The data:

- - -

//! Property-based tests for newsbite-storage
//!
//! Uses proptest to verify store invariants across randomized inputs

use newsbite_storage::security::{open, seal};
use newsbite_storage::{
    EncryptedStore, EncryptionAlgorithm, EncryptionKey, KeyManager, MemoryBackend,
    MemoryCredentialHolder,
};
use proptest::prelude::*;
use std::collections::BTreeMap;
use std::sync::Arc;

// ============================================================================
// Property Test Strategies
// ============================================================================

/// Storage keys as used by the app (alphanumeric with underscores)
fn key_strategy() -> impl Strategy<Value = String> {
    prop::string::string_regex("[a-z][a-z0-9_]{0,31}").unwrap()
}

/// Marker text long enough that it cannot appear in base64 by accident
fn marker_strategy() -> impl Strategy<Value = String> {
    prop::string::string_regex("[A-Za-z]{12,40}").unwrap()
}

fn algorithm_strategy() -> impl Strategy<Value = EncryptionAlgorithm> {
    prop_oneof![
        Just(EncryptionAlgorithm::ChaCha20Poly1305),
        Just(EncryptionAlgorithm::AesGcm),
    ]
}

fn runtime() -> tokio::runtime::Runtime {
    tokio::runtime::Builder::new_current_thread()
        .build()
        .expect("runtime")
}

fn contains(haystack: &[u8], needle: &[u8]) -> bool {
    haystack.windows(needle.len()).any(|w| w == needle)
}

// ============================================================================
// Envelope Properties
// ============================================================================

proptest! {
    /// Property: open(seal(x)) == x under the same key
    #[test]
    fn prop_seal_open_roundtrip(
        plaintext in prop::collection::vec(any::<u8>(), 0..512),
        algorithm in algorithm_strategy(),
    ) {
        let key = EncryptionKey::generate();
        let sealed = seal(&key, algorithm, &plaintext).expect("seal");
        prop_assert_eq!(open(&key, &sealed).expect("open"), plaintext);
    }

    /// Property: a different key never opens the envelope
    #[test]
    fn prop_foreign_key_rejected(
        plaintext in prop::collection::vec(any::<u8>(), 1..256),
        algorithm in algorithm_strategy(),
    ) {
        let sealed = seal(&EncryptionKey::generate(), algorithm, &plaintext).expect("seal");
        prop_assert!(open(&EncryptionKey::generate(), &sealed).is_err());
    }

    /// Property: flipping any byte after the header breaks authentication
    #[test]
    fn prop_tampering_detected(
        plaintext in prop::collection::vec(any::<u8>(), 1..128),
        position in any::<prop::sample::Index>(),
    ) {
        let key = EncryptionKey::generate();
        let mut sealed = seal(&key, EncryptionAlgorithm::default(), &plaintext).expect("seal");
        let idx = position.index(sealed.len());
        sealed[idx] ^= 0x01;
        prop_assert!(open(&key, &sealed).is_err());
    }
}

// ============================================================================
// Store Properties
// ============================================================================

proptest! {
    #![proptest_config(ProptestConfig::with_cases(32))]

    /// Property: last write per key wins and plaintext never reaches the backend
    #[test]
    fn prop_store_roundtrip_and_confidentiality(
        writes in prop::collection::vec((key_strategy(), marker_strategy()), 1..8),
    ) {
        let rt = runtime();
        let backend = Arc::new(MemoryBackend::new());
        let store = EncryptedStore::new(
            backend.clone(),
            KeyManager::with_holder(Arc::new(MemoryCredentialHolder::new()), "secure_storage_key"),
        );

        let mut expected = BTreeMap::new();
        rt.block_on(async {
            for (key, value) in &writes {
                store.set_item(key, value).await.expect("set_item");
                expected.insert(key.clone(), value.clone());
            }
        });

        for (key, value) in &expected {
            let read: Option<String> = rt.block_on(store.get_item(key));
            prop_assert_eq!(read.as_ref(), Some(value));

            let raw = backend.raw(key).expect("raw value");
            prop_assert!(!contains(&raw, value.as_bytes()));
        }
    }

    /// Property: removing a key twice leaves the same state as removing once
    #[test]
    fn prop_remove_idempotent(
        keys in prop::collection::btree_set(key_strategy(), 1..6),
        victim_index in any::<prop::sample::Index>(),
    ) {
        let rt = runtime();
        let backend = Arc::new(MemoryBackend::new());
        let store = EncryptedStore::new(
            backend.clone(),
            KeyManager::with_holder(Arc::new(MemoryCredentialHolder::new()), "k"),
        );
        let keys: Vec<String> = keys.into_iter().collect();
        let victim = keys[victim_index.index(keys.len())].clone();

        rt.block_on(async {
            for key in &keys {
                store.set_item(key, &true).await.expect("set_item");
            }
            store.remove_item(&victim).await.expect("remove");
        });
        let once = backend.raw_entries();

        rt.block_on(store.remove_item(&victim)).expect("remove again");
        prop_assert_eq!(once, backend.raw_entries());
        prop_assert_eq!(backend.len(), keys.len() - 1);
    }
}
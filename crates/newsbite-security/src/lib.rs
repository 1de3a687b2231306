//! Device security layer for Newsbite
//!
//! Gates app content behind device authentication:
//! - **App lock**: locks when the app is backgrounded, unlocks through the OS
//!   biometric/passcode prompt, persists the preference in the encrypted store
//! - **Root advisory**: flags rooted/jailbroken devices once per process,
//!   informational only
//! - **Screen privacy**: suppresses screenshots and app-switcher previews while
//!   locked or while a sensitive screen is shown
//!
//! Platform services are injected as traits ([`AuthenticationProvider`],
//! [`IntegrityChecker`], [`ScreenCaptureControl`], [`AdvisoryPresenter`]);
//! hosts without them fail open. Doubles live in [`mock`].

#![forbid(unsafe_code)]
#![warn(missing_docs)]

pub mod config;
pub mod controller;
pub mod error;
pub mod integrity;
pub mod lifecycle;
pub mod mock;
pub mod platform;
pub mod screen_privacy;

pub use config::{PlatformKind, SecurityConfig, APP_LOCK_PREFERENCE_KEY};
pub use controller::{ContentGate, DeviceSecurityController, SecurityPlatform, SecuritySnapshot};
pub use error::{Error, Result};
pub use integrity::{IntegrityMonitor, SecurityAdvisory};
pub use lifecycle::{AppLifecycleState, LifecycleTransition};
pub use platform::{
    AdvisoryPresenter, AuthenticationOutcome, AuthenticationProvider, IntegrityChecker,
    PromptOptions, ScreenCaptureControl,
};
pub use screen_privacy::{PrivacyClaim, ScreenPrivacy, ScreenPrivacyGuard};
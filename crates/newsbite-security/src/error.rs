//! Error types for the device security controller

use thiserror::Error;

/// Security controller error
#[derive(Error, Debug)]
pub enum Error {
    /// Preference could not be persisted or read
    #[error("Storage error: {0}")]
    Storage(#[from] newsbite_storage::Error),

    /// Platform call failed
    #[error("Platform error: {0}")]
    Platform(String),

    /// Invalid configuration
    #[error("Config error: {0}")]
    Config(String),

    /// JSON error while loading configuration
    #[error("Serialization error: {0}")]
    Serialization(#[from] serde_json::Error),
}

/// Result type
pub type Result<T> = std::result::Result<T, Error>;
//! Encrypted key-value storage for Newsbite
//!
//! Persists small structured values under string keys, sealing each value
//! with a per-installation device key.
//!
//! ## Layers
//!
//! - **Store**: JSON serialization, sealing, two-step (sealed, then legacy
//!   plaintext) decoding
//! - **Key management**: device key created lazily and kept in the platform
//!   secure credential holder (Keychain, Android Keystore)
//! - **Cipher**: ChaCha20-Poly1305 (default) or AES-256-GCM in a versioned
//!   envelope
//! - **Persistence**: any [`KeyValueBackend`]; in-memory and SQLite ship here
//!
//! Hosts without a secure credential holder can opt into
//! [`KeyPolicy::InsecureFixed`], which keeps the storage format but gives up
//! confidentiality.

#![forbid(unsafe_code)]
#![warn(missing_docs)]

pub mod backend;
pub mod config;
pub mod database;
pub mod encryption;
pub mod error;
pub mod keystore;
pub mod security;
pub mod store;

pub use backend::{KeyValueBackend, MemoryBackend};
pub use config::{KeyPolicy, StoreConfig, DEFAULT_KEY_ALIAS, INSECURE_FALLBACK_SECRET};
pub use database::SqliteBackend;
pub use encryption::EncryptionKey;
pub use error::{Error, Result};
pub use keystore::{KeyManager, MemoryCredentialHolder, SecureCredentialHolder};
pub use security::EncryptionAlgorithm;
pub use store::{EncryptedStore, ValueFormat};
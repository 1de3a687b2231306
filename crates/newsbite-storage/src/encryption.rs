//! Device encryption key
//!
//! One 256-bit key per installation. The persisted form is a hex string held
//! by the secure credential holder; older installations stored a short random
//! string instead, which is stretched with SHA-256.

use crate::{Error, Result};
use rand::rngs::OsRng;
use rand::RngCore;
use sha2::{Digest, Sha256};
use zeroize::Zeroizing;

/// Key length in bytes
pub const KEY_LEN: usize = 32;

/// Encryption key for stored values
#[derive(Clone)]
pub struct EncryptionKey(Zeroizing<[u8; KEY_LEN]>);

impl EncryptionKey {
    /// Generate a fresh random key from the OS RNG
    pub fn generate() -> Self {
        let mut key = Zeroizing::new([0u8; KEY_LEN]);
        OsRng.fill_bytes(&mut key[..]);
        Self(key)
    }

    /// Restore from a persisted secret string.
    ///
    /// A 64-character hex string is decoded directly. Anything else is
    /// treated as a legacy secret and hashed with SHA-256.
    pub fn from_secret(secret: &str) -> Self {
        if secret.len() == KEY_LEN * 2 {
            if let Ok(bytes) = hex::decode(secret) {
                if let Ok(key) = Self::from_bytes_slice(&bytes) {
                    return key;
                }
            }
        }
        Self::from_legacy_secret(secret)
    }

    /// Derive using SHA-256 (legacy secrets and the fixed fallback)
    pub fn from_legacy_secret(secret: &str) -> Self {
        let hash = Sha256::digest(secret.as_bytes());
        let mut key = Zeroizing::new([0u8; KEY_LEN]);
        key.copy_from_slice(&hash);
        Self(key)
    }

    /// Create from raw key bytes
    pub fn from_bytes(bytes: [u8; KEY_LEN]) -> Self {
        Self(Zeroizing::new(bytes))
    }

    /// Create from raw key bytes slice
    pub fn from_bytes_slice(bytes: &[u8]) -> Result<Self> {
        if bytes.len() != KEY_LEN {
            return Err(Error::Encryption("Invalid key length".to_string()));
        }
        let mut key = Zeroizing::new([0u8; KEY_LEN]);
        key.copy_from_slice(bytes);
        Ok(Self(key))
    }

    /// Hex form persisted in the secure credential holder
    pub fn to_secret(&self) -> Zeroizing<String> {
        Zeroizing::new(hex::encode(&self.0[..]))
    }

    /// Get key bytes
    pub fn as_bytes(&self) -> &[u8; KEY_LEN] {
        &self.0
    }
}

impl std::fmt::Debug for EncryptionKey {
    fn fmt(&self, f: &mut std::fmt::Formatter<'_>) -> std::fmt::Result {
        f.write_str("EncryptionKey(..)")
    }
}

#[cfg(test)]
mod tests {
    use super::*;

    #[test]
    fn test_generated_keys_differ() {
        let a = EncryptionKey::generate();
        let b = EncryptionKey::generate();
        assert_ne!(a.as_bytes(), b.as_bytes());
    }

    #[test]
    fn test_secret_roundtrip() {
        let key = EncryptionKey::generate();
        let secret = key.to_secret();
        assert_eq!(secret.len(), 64);

        let restored = EncryptionKey::from_secret(&secret);
        assert_eq!(restored.as_bytes(), key.as_bytes());
    }

    #[test]
    fn test_legacy_secret_is_stretched() {
        // Older installations persisted a 26-char base36 string
        let legacy = "k3j5h2g8f9d0s7a6l1p4o3i2u1";
        let a = EncryptionKey::from_secret(legacy);
        let b = EncryptionKey::from_secret(legacy);
        assert_eq!(a.as_bytes(), b.as_bytes());
        assert_eq!(a.as_bytes(), EncryptionKey::from_legacy_secret(legacy).as_bytes());
    }

    #[test]
    fn test_non_hex_of_hex_length_falls_back() {
        let odd = "z".repeat(64);
        let key = EncryptionKey::from_secret(&odd);
        assert_eq!(key.as_bytes(), EncryptionKey::from_legacy_secret(&odd).as_bytes());
    }

    #[test]
    fn test_invalid_slice_length() {
        assert!(EncryptionKey::from_bytes_slice(&[0u8; 16]).is_err());
        assert!(EncryptionKey::from_bytes_slice(&[0u8; 32]).is_ok());
    }

    #[test]
    fn test_debug_hides_material() {
        let key = EncryptionKey::from_bytes([7u8; 32]);
        assert_eq!(format!("{:?}", key), "EncryptionKey(..)");
    }
}
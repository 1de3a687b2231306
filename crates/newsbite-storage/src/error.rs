//! Error types

/// Storage errors
#[derive(Debug, thiserror::Error)]
pub enum Error {
    /// The persistence layer rejected a write (disk full, permission revoked)
    #[error("Storage write error: {0}")]
    StorageWrite(String),

    /// The persistence layer failed to read
    #[error("Storage read error: {0}")]
    StorageRead(String),

    /// Encryption or decryption error
    #[error("Encryption error: {0}")]
    Encryption(String),

    /// Secure credential holder error (key missing, holder rejected a write)
    #[error("Keystore error: {0}")]
    Keystore(String),

    /// Serialization error
    #[error("Serialization error: {0}")]
    Serialization(#[from] serde_json::Error),

    /// Database error while opening or preparing the SQLite backend
    #[error("Database error: {0}")]
    Database(#[from] rusqlite::Error),

    /// Configuration error
    #[error("Configuration error: {0}")]
    Config(String),
}

/// Result type
pub type Result<T> = std::result::Result<T, Error>;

- - -

How to complete this task:
When a line in the material contains the string "position", copy that line.

Solved exercise:
        position in any::<prop::sample::Index>(),
        let idx = position.index(sealed.len());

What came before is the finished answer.